Given information:
____

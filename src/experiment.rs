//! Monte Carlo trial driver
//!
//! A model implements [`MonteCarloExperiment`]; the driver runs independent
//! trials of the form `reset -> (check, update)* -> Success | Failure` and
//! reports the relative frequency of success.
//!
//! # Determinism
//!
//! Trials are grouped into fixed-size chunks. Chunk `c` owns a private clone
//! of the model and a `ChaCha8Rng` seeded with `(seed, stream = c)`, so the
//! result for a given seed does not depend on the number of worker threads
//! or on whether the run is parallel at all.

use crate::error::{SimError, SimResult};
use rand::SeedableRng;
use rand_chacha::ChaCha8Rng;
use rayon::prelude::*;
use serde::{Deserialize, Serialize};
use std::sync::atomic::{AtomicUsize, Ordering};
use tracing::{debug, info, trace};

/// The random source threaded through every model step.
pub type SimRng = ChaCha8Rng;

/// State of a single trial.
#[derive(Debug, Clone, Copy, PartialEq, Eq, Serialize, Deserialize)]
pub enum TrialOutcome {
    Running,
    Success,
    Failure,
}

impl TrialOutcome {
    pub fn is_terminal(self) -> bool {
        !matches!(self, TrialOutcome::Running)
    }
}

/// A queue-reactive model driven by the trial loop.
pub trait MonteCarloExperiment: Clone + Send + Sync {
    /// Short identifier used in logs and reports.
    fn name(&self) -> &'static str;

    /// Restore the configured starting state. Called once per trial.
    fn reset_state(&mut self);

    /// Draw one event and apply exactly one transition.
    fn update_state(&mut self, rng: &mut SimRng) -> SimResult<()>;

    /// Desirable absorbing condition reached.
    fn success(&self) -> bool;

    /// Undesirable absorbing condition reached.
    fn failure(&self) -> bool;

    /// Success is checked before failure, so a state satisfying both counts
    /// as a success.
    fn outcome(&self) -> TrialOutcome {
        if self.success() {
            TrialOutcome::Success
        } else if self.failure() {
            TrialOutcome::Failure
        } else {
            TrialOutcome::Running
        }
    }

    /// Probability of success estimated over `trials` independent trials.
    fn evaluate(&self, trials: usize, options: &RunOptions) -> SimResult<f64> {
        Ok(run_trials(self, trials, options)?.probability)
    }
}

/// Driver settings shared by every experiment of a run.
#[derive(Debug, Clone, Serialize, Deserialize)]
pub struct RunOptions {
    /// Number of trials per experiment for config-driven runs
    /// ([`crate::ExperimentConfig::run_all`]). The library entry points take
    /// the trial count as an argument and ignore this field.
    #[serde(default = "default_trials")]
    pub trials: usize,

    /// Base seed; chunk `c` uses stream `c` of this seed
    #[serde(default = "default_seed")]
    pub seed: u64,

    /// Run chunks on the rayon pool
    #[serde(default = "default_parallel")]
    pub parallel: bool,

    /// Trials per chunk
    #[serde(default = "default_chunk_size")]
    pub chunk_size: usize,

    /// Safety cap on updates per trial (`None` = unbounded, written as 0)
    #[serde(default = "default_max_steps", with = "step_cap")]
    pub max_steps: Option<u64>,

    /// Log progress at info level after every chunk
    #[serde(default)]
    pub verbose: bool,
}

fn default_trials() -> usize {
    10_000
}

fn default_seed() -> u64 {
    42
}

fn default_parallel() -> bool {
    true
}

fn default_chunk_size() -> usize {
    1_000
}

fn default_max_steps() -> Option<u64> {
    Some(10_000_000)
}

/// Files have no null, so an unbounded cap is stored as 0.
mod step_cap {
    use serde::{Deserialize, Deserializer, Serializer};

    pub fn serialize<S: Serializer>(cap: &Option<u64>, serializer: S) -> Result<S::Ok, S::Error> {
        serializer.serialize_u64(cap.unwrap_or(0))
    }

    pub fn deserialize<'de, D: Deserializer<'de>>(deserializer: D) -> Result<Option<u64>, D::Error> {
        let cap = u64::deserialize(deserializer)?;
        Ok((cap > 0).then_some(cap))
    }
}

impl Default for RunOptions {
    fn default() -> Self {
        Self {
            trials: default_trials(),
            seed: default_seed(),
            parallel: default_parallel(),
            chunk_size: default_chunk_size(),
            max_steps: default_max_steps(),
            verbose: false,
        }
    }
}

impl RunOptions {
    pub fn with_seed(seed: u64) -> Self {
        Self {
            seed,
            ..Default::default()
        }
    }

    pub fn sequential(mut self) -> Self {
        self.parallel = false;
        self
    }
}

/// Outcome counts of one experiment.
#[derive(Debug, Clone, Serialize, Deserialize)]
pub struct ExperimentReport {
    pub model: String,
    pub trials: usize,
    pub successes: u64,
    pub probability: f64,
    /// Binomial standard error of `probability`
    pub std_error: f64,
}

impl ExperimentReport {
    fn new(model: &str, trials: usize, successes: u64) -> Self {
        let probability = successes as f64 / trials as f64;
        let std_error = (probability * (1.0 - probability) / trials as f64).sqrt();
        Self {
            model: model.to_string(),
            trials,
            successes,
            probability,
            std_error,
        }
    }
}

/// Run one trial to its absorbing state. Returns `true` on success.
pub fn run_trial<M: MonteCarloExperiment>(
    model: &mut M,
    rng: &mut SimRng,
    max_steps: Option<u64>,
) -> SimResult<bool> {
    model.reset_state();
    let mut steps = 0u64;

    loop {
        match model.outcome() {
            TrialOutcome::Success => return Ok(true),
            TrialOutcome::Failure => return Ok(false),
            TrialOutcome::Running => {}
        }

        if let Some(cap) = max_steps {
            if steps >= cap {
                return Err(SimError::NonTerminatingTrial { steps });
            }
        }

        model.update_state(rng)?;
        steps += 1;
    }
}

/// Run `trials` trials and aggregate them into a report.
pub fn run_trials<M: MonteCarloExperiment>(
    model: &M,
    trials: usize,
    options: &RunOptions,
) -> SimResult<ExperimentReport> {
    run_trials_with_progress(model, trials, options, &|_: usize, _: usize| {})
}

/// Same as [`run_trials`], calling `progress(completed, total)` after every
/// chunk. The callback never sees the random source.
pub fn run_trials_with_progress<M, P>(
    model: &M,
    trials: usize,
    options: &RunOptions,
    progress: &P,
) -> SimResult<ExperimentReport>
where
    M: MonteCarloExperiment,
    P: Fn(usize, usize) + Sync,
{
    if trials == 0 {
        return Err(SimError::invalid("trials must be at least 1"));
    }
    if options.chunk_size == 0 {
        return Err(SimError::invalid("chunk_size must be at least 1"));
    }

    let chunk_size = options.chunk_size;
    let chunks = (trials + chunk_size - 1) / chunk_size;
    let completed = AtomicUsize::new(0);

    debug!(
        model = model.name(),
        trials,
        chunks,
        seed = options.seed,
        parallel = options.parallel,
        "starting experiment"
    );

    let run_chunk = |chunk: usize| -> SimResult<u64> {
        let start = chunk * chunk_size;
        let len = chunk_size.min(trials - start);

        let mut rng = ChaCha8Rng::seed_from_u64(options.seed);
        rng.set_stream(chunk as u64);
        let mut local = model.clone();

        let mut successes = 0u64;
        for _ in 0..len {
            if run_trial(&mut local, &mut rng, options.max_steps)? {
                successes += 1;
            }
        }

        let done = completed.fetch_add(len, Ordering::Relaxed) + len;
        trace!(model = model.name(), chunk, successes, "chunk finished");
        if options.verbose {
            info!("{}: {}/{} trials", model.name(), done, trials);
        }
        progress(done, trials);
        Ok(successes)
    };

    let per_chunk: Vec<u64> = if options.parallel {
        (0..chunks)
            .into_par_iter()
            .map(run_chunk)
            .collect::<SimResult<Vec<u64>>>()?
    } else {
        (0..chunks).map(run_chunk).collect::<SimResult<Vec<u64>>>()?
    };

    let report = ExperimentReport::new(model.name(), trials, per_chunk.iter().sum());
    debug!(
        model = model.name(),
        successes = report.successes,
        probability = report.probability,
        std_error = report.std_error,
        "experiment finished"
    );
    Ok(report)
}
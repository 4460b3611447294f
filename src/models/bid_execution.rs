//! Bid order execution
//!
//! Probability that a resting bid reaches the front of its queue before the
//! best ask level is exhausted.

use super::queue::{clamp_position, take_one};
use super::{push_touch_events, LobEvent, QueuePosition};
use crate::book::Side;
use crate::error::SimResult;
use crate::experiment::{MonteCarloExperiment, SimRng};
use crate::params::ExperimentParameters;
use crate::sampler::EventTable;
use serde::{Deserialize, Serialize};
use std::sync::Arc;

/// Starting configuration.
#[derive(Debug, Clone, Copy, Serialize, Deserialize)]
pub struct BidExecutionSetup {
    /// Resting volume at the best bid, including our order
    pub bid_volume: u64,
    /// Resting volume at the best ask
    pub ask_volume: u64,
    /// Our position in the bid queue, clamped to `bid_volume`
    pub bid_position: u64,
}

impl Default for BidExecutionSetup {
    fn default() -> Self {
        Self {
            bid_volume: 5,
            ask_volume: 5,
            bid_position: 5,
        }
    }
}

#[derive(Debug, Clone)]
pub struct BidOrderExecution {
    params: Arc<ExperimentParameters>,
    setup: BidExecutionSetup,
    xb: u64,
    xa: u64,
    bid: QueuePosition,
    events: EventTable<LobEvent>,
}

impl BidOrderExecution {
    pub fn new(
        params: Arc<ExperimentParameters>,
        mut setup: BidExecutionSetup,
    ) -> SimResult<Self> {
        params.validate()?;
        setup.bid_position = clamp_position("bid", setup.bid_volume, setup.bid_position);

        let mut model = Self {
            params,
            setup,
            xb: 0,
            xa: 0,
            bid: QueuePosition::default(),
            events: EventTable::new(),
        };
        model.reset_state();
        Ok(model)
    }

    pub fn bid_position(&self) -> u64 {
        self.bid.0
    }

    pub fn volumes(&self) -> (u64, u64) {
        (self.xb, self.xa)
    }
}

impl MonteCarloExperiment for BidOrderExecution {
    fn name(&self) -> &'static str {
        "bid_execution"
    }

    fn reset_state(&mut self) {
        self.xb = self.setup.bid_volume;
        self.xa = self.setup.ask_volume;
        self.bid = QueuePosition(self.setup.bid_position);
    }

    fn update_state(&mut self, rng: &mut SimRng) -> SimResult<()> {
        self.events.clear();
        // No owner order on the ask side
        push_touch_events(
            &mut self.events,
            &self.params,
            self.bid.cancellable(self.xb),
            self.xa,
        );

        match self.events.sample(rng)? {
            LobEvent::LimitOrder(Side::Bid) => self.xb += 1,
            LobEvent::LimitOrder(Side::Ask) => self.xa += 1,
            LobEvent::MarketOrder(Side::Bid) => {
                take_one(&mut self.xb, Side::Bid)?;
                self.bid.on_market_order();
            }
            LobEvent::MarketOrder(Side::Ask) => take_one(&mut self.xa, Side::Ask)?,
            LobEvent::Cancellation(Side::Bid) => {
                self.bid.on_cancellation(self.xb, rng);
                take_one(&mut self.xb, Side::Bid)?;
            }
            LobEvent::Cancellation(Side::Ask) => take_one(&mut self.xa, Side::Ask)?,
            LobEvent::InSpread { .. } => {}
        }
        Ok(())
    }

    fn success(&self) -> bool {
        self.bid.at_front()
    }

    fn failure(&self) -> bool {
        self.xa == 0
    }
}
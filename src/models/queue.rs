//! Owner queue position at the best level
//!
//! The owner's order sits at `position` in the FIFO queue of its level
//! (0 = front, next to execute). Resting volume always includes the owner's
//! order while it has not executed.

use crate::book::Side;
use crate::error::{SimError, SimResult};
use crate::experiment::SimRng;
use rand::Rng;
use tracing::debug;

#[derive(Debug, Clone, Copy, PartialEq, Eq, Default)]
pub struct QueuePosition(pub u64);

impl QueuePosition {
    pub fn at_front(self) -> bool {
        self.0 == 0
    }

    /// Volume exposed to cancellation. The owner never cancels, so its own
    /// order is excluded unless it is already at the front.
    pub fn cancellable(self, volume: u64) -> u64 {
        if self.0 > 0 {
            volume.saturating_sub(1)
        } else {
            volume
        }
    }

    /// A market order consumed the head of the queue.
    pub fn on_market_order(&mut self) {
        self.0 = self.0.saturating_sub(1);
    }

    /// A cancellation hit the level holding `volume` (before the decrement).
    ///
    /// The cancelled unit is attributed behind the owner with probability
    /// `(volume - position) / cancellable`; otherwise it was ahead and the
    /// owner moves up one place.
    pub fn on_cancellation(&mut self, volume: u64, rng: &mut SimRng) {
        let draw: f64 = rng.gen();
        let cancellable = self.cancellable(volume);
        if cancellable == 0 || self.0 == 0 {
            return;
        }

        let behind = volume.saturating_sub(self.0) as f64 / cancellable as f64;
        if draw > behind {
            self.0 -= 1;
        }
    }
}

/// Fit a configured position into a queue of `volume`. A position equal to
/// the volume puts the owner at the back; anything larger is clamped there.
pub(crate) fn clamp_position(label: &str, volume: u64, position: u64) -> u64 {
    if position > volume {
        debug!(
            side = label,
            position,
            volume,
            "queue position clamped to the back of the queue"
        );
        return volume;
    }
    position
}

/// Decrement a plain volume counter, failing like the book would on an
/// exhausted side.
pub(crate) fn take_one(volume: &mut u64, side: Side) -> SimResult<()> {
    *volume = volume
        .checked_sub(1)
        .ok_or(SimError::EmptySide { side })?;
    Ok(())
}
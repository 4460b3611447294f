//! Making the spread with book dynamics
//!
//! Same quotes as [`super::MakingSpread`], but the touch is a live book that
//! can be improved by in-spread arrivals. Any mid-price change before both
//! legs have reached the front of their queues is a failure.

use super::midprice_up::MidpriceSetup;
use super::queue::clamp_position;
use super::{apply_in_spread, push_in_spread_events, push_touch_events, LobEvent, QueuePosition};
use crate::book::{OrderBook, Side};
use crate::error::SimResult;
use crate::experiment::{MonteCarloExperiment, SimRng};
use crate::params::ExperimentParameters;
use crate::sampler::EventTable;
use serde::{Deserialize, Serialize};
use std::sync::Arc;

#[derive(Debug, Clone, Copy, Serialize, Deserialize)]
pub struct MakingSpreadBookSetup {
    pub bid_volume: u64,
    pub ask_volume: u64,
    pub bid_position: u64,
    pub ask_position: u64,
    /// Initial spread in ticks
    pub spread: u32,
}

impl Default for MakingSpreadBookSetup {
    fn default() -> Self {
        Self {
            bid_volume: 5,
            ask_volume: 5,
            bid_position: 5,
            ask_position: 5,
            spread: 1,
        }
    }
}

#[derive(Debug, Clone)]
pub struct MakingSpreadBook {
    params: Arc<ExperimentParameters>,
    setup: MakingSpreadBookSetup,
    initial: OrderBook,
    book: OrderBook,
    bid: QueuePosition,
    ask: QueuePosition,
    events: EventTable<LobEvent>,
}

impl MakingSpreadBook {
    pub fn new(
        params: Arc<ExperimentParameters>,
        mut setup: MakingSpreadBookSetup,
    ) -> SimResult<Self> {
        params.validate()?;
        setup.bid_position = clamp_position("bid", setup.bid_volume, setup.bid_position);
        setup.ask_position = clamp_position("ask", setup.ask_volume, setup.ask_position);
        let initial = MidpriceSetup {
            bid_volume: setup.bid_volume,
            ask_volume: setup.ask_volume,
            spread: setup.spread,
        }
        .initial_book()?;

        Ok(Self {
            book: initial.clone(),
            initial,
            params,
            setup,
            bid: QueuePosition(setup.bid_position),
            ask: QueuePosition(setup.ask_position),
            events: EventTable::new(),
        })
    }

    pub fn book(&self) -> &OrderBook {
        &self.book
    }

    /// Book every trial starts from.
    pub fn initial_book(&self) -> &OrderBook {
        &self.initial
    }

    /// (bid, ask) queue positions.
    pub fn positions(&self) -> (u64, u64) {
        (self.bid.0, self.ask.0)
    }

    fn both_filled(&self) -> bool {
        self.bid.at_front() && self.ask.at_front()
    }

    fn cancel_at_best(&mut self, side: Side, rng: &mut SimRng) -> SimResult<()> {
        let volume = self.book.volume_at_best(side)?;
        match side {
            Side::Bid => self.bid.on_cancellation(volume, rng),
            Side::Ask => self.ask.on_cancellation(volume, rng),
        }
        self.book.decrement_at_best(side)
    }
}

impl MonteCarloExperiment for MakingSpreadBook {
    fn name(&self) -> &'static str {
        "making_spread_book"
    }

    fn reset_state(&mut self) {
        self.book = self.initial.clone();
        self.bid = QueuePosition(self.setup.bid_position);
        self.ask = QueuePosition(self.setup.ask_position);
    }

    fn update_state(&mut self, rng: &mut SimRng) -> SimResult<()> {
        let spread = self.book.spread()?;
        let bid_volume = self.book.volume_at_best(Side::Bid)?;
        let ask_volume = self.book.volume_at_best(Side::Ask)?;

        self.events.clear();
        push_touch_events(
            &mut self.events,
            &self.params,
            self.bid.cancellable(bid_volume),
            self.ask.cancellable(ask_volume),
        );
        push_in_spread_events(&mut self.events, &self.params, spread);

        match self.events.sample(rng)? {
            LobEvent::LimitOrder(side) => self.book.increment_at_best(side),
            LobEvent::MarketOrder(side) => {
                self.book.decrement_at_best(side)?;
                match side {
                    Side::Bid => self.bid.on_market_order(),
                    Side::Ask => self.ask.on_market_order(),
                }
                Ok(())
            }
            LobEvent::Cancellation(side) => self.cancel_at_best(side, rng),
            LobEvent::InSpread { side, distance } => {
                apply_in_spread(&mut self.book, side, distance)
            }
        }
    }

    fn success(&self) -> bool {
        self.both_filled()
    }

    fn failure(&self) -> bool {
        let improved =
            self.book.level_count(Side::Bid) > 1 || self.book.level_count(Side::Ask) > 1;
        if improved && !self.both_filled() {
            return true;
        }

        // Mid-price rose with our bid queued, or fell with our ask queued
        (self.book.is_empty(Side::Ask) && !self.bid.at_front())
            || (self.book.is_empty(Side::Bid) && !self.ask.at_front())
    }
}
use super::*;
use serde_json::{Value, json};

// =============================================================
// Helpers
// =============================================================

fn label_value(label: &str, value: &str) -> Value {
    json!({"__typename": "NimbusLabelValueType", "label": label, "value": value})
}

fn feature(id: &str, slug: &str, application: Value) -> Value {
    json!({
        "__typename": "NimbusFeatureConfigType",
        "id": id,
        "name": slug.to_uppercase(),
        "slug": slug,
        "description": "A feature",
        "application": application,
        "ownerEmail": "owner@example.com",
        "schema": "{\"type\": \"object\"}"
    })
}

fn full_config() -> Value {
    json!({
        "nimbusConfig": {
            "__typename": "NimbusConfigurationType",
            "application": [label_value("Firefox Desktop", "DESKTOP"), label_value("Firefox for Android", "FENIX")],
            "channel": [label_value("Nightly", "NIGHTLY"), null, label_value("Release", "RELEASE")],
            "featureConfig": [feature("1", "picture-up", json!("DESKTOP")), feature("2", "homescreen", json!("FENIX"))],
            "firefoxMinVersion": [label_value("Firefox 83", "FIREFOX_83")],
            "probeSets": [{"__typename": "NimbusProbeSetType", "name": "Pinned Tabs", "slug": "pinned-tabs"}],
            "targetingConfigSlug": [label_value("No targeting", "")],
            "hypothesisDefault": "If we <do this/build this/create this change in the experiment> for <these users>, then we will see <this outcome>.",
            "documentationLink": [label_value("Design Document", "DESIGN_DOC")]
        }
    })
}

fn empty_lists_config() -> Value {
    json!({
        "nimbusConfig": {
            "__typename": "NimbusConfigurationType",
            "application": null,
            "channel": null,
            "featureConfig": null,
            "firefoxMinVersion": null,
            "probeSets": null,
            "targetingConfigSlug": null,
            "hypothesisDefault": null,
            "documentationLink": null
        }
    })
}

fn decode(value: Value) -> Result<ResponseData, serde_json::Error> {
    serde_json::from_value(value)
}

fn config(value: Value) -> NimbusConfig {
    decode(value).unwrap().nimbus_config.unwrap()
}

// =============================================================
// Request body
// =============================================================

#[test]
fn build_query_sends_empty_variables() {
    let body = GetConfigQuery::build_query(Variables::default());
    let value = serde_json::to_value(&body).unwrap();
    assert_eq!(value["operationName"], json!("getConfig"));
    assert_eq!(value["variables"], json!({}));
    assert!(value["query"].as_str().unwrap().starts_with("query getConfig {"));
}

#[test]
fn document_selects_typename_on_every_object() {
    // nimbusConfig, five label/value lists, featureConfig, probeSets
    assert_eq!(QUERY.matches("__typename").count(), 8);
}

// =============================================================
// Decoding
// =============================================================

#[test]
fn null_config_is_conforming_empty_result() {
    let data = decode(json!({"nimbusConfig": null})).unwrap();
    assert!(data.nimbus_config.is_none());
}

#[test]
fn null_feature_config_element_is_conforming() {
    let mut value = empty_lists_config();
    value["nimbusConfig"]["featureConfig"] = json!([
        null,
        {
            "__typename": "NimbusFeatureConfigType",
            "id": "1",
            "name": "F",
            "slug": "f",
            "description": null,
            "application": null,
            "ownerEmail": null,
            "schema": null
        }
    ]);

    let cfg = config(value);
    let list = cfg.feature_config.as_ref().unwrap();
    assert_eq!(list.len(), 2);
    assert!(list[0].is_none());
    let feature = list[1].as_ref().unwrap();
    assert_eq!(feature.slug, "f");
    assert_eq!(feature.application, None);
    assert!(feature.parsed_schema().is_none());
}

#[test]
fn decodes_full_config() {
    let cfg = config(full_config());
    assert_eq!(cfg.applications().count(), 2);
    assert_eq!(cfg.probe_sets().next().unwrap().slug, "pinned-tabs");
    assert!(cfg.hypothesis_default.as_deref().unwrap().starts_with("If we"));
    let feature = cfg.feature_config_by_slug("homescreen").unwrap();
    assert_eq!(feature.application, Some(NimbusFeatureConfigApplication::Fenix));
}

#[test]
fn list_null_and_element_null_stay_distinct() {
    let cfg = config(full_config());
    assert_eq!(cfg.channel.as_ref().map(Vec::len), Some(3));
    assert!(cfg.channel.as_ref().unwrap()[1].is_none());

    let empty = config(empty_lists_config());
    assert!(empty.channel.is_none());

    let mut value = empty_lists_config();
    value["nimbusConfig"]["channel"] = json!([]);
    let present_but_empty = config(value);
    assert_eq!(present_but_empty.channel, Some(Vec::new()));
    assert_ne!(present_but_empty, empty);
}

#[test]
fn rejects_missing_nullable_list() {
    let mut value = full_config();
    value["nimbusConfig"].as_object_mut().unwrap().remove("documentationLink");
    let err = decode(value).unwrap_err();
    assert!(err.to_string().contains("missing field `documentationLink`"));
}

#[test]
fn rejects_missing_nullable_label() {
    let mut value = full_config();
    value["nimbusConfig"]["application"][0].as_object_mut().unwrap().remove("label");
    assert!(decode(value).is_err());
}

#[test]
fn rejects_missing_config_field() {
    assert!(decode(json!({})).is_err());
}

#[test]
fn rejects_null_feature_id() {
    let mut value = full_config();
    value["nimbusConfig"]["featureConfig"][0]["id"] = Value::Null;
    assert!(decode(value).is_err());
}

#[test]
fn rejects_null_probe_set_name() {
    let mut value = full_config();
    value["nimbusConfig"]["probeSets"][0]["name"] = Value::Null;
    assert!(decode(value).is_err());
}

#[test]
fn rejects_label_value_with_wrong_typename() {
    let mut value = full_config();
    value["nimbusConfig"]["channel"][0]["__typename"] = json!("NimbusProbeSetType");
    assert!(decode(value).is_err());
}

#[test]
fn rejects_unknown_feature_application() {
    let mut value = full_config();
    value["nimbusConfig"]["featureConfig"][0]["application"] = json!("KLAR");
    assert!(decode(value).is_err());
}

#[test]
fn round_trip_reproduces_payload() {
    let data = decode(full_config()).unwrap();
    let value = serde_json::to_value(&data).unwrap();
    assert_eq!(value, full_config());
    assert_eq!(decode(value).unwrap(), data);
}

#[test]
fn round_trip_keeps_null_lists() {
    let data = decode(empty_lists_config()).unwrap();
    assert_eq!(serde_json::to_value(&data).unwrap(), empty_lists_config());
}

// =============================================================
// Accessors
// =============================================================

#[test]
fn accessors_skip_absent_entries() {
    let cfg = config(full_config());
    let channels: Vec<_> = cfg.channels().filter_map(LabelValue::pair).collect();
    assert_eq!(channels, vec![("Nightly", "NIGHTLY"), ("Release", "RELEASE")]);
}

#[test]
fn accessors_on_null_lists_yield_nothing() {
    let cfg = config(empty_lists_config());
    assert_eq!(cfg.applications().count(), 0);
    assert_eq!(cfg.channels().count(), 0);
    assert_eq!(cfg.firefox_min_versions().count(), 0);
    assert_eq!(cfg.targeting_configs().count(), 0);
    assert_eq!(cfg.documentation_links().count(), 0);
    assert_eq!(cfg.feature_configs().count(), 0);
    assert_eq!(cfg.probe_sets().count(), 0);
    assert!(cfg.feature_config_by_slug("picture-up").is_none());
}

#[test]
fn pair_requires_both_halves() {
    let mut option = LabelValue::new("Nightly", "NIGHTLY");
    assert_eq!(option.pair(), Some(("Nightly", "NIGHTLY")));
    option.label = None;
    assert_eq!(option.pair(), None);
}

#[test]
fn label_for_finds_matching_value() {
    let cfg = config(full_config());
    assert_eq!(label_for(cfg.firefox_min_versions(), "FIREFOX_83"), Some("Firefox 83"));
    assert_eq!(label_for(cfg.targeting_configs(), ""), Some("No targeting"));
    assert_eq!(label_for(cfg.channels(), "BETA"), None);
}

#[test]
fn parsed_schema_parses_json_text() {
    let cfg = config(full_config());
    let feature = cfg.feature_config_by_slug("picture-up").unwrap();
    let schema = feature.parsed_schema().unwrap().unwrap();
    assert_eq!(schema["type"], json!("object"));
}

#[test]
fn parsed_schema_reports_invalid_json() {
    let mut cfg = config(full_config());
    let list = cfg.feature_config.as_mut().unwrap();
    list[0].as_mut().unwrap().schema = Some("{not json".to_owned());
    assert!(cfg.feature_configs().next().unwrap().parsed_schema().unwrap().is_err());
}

____

Exercise requirements:
Lines holding "BidExecutionSetup": copy each one from the records above.

Exercise solution:
pub struct BidExecutionSetup {
impl Default for BidExecutionSetup {
    setup: BidExecutionSetup,
        mut setup: BidExecutionSetup,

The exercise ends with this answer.